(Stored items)
----------------
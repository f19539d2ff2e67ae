//! A mock moving heap for tests.
//!
//! `MockHeap::collect` behaves like a moving collector that respects the pinned roots table:
//! restrained objects stay where they are, unrooted objects are reclaimed, and every other object
//! is moved to a new address.

use std::collections::HashMap;
use std::sync::Mutex;

use crate::util::pinned_roots::PinnedRoots;
use crate::util::ObjectReference;

struct MockObject {
    storage: Box<[u64]>,
    rooted: bool,
}

#[derive(Default, Debug, PartialEq, Eq)]
pub struct CollectionStats {
    pub kept: usize,
    pub moved: usize,
    pub reclaimed: usize,
}

#[derive(Default)]
pub struct MockHeap {
    objects: Mutex<HashMap<ObjectReference, MockObject>>,
    forwarding: Mutex<HashMap<ObjectReference, ObjectReference>>,
}

impl MockHeap {
    pub fn new() -> Self {
        Self::default()
    }

    /// Allocate a rooted object of `words` words, each initialized to `fill`.
    pub fn alloc(&self, words: usize, fill: u64) -> ObjectReference {
        let storage = vec![fill; words.max(1)].into_boxed_slice();
        let object = ObjectReference::from_ptr(storage.as_ptr()).unwrap();
        self.objects.lock().unwrap().insert(
            object,
            MockObject {
                storage,
                rooted: true,
            },
        );
        object
    }

    /// Drop the heap's own root to `object`.  It is reclaimed by the next collection unless it
    /// is restrained.
    pub fn unroot(&self, object: ObjectReference) {
        if let Some(o) = self.objects.lock().unwrap().get_mut(&object) {
            o.rooted = false;
        }
    }

    pub fn is_live(&self, object: ObjectReference) -> bool {
        self.objects.lock().unwrap().contains_key(&object)
    }

    /// Read the first word of a live object.
    pub fn first_word(&self, object: ObjectReference) -> Option<u64> {
        self.objects
            .lock()
            .unwrap()
            .get(&object)
            .map(|o| o.storage[0])
    }

    /// Where a moved object went.
    pub fn forwarded(&self, object: ObjectReference) -> Option<ObjectReference> {
        self.forwarding.lock().unwrap().get(&object).copied()
    }

    pub fn collect(&self, roots: &PinnedRoots) -> CollectionStats {
        let mut stats = CollectionStats::default();
        let mut objects = self.objects.lock().unwrap();
        let mut forwarding = self.forwarding.lock().unwrap();
        let old: Vec<ObjectReference> = objects.keys().copied().collect();
        // Freed storage is kept until the end of the collection so that moved objects never land
        // on an address that was in use before.
        let mut dead = Vec::new();
        for object in old {
            if roots.is_restrained(object) {
                stats.kept += 1;
                continue;
            }
            let mock = objects.remove(&object).unwrap();
            if !mock.rooted {
                stats.reclaimed += 1;
                dead.push(mock.storage);
                continue;
            }
            let storage = mock.storage.clone();
            let new_object = ObjectReference::from_ptr(storage.as_ptr()).unwrap();
            objects.insert(
                new_object,
                MockObject {
                    storage,
                    rooted: true,
                },
            );
            forwarding.insert(object, new_object);
            stats.moved += 1;
            dead.push(mock.storage);
        }
        drop(dead);
        stats
    }
}

#[cfg(test)]
mod tests {
    use super::*;

    #[test]
    fn unrestrained_objects_move_or_die() {
        let heap = MockHeap::new();
        let roots = PinnedRoots::new();
        let survivor = heap.alloc(4, 7);
        let garbage = heap.alloc(4, 8);
        heap.unroot(garbage);

        let stats = heap.collect(&roots);
        assert_eq!(stats.moved, 1);
        assert_eq!(stats.reclaimed, 1);
        assert!(!heap.is_live(garbage));
        assert!(!heap.is_live(survivor));
        let moved = heap.forwarded(survivor).unwrap();
        assert_eq!(heap.first_word(moved), Some(7));
    }

    #[test]
    fn restrained_objects_stay() {
        let heap = MockHeap::new();
        let roots = PinnedRoots::new();
        let object = heap.alloc(4, 9);
        heap.unroot(object);
        roots.hold(object);

        let stats = heap.collect(&roots);
        assert_eq!(stats.kept, 1);
        assert!(heap.is_live(object));

        roots.unhold(object);
        heap.collect(&roots);
        assert!(!heap.is_live(object));
    }
}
----------------
▶ Exercise brief: Show every line of the data in which the word "util" appears.

▶ Task solution:
use crate::util::pinned_roots::PinnedRoots;
use crate::util::ObjectReference;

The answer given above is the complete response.